Segment Start: Exercise data
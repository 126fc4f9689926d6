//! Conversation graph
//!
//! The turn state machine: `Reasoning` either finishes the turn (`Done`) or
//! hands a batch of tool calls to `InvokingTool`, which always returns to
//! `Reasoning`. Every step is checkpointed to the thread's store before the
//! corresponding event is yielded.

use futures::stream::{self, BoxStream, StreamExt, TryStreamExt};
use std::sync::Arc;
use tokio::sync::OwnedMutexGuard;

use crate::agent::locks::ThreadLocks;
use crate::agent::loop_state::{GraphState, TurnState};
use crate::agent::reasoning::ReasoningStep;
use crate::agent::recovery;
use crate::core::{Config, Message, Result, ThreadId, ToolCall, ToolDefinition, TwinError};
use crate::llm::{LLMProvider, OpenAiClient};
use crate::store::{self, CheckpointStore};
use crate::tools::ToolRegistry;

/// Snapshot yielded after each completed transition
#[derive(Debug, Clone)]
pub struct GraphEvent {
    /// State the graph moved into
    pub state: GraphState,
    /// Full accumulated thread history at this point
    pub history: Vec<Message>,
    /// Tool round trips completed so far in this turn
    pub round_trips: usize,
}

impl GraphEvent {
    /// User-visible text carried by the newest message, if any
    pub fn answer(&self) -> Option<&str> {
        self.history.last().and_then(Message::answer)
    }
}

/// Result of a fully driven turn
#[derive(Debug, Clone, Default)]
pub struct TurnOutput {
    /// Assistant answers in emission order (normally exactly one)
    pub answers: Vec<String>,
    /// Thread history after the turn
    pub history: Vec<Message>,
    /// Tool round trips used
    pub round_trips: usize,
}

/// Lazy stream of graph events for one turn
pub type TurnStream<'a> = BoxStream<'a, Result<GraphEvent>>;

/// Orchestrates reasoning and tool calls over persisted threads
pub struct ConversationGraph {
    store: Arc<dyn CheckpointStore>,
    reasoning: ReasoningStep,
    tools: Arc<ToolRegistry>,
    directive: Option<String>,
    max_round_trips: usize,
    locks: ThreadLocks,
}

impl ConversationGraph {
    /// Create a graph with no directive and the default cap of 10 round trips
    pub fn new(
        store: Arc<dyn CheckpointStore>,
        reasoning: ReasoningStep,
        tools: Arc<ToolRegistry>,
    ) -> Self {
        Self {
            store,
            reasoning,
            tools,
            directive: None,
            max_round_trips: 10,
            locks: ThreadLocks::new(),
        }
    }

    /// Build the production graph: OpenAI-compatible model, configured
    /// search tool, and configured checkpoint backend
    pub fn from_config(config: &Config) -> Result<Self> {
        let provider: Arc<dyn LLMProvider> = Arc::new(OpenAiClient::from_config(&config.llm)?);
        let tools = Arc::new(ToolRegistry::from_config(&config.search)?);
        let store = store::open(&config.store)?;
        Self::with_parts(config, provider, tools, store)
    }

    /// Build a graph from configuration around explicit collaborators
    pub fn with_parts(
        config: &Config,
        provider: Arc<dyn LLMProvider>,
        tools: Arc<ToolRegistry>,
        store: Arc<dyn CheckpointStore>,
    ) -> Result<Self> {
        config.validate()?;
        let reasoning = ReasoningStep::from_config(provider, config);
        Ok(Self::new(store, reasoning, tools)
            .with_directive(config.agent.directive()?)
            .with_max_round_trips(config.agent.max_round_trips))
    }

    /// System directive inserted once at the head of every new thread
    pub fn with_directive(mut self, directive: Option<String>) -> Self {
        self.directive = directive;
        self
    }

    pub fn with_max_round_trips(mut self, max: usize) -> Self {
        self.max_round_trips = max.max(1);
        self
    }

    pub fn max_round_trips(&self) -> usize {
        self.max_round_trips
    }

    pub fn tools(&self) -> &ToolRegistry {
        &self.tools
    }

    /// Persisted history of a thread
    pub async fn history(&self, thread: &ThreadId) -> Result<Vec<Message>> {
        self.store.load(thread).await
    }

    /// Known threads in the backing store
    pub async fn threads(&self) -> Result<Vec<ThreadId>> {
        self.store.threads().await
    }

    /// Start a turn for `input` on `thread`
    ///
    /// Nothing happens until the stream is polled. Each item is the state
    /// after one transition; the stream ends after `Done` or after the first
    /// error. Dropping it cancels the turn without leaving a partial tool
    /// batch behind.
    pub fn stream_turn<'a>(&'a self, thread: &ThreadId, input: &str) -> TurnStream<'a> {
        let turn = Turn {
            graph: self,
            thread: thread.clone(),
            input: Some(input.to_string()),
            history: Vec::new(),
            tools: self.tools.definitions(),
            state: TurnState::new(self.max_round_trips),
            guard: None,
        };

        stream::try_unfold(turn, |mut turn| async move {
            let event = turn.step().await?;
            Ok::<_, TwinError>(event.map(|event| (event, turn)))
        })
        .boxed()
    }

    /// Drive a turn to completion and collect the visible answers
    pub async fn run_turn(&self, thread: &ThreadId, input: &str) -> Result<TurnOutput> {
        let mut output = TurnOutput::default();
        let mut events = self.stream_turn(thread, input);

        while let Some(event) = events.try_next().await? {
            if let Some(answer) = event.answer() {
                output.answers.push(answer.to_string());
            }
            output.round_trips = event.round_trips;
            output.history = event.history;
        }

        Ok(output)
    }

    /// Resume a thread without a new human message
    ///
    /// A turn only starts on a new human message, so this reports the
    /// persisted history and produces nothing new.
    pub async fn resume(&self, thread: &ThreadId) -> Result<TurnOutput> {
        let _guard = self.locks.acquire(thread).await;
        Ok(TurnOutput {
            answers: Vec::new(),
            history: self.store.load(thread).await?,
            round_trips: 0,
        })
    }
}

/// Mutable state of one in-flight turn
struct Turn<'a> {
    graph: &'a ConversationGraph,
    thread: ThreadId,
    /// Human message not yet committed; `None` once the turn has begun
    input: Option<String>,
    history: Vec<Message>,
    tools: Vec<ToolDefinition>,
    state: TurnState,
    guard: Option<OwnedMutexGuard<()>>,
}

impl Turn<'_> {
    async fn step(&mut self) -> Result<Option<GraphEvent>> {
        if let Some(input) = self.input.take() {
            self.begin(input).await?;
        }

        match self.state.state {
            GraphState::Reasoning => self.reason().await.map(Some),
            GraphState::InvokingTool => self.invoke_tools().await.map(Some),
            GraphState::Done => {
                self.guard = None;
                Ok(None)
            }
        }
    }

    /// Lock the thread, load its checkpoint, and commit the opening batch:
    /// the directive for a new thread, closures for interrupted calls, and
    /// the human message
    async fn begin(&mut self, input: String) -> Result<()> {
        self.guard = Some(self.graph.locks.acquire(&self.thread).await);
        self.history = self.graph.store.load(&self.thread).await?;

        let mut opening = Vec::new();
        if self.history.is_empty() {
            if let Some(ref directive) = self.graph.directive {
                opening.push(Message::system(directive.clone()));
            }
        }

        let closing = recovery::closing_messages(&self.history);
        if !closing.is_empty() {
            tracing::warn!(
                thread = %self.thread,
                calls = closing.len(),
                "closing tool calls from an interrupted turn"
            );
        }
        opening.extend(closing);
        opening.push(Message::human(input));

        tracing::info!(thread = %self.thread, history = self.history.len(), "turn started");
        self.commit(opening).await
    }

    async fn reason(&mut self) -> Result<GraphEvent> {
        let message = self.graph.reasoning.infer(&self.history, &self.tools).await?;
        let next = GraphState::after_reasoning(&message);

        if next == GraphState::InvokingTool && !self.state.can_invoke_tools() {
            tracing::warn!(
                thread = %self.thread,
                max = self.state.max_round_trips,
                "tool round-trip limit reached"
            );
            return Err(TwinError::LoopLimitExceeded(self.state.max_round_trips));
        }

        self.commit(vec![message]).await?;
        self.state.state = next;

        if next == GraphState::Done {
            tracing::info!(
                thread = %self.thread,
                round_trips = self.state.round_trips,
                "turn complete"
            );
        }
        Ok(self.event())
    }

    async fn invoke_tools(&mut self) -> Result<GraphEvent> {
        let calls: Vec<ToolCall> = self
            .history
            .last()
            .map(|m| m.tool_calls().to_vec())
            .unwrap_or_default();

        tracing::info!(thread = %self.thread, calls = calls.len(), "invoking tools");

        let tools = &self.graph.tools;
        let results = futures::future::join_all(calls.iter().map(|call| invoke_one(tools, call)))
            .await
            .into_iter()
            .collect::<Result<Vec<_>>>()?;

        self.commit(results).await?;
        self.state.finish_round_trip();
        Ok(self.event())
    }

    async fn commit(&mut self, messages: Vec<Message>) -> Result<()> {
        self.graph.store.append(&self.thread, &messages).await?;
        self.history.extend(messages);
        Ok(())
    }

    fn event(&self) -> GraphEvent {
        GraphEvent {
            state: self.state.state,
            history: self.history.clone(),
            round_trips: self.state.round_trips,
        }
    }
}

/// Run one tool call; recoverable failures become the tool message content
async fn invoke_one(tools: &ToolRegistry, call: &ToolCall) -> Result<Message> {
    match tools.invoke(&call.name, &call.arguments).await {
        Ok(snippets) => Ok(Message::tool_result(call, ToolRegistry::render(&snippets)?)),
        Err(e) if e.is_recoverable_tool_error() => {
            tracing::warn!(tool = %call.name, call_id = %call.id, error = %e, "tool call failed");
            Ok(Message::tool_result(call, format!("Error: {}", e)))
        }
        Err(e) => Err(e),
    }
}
Segment End: Exercise data
*Exercise objective*
Scan the material above. Extract every line in which the word "interrupted" occurs.

*Exercise response*
    /// the directive for a new thread, closures for interrupted calls, and
                "closing tool calls from an interrupted turn"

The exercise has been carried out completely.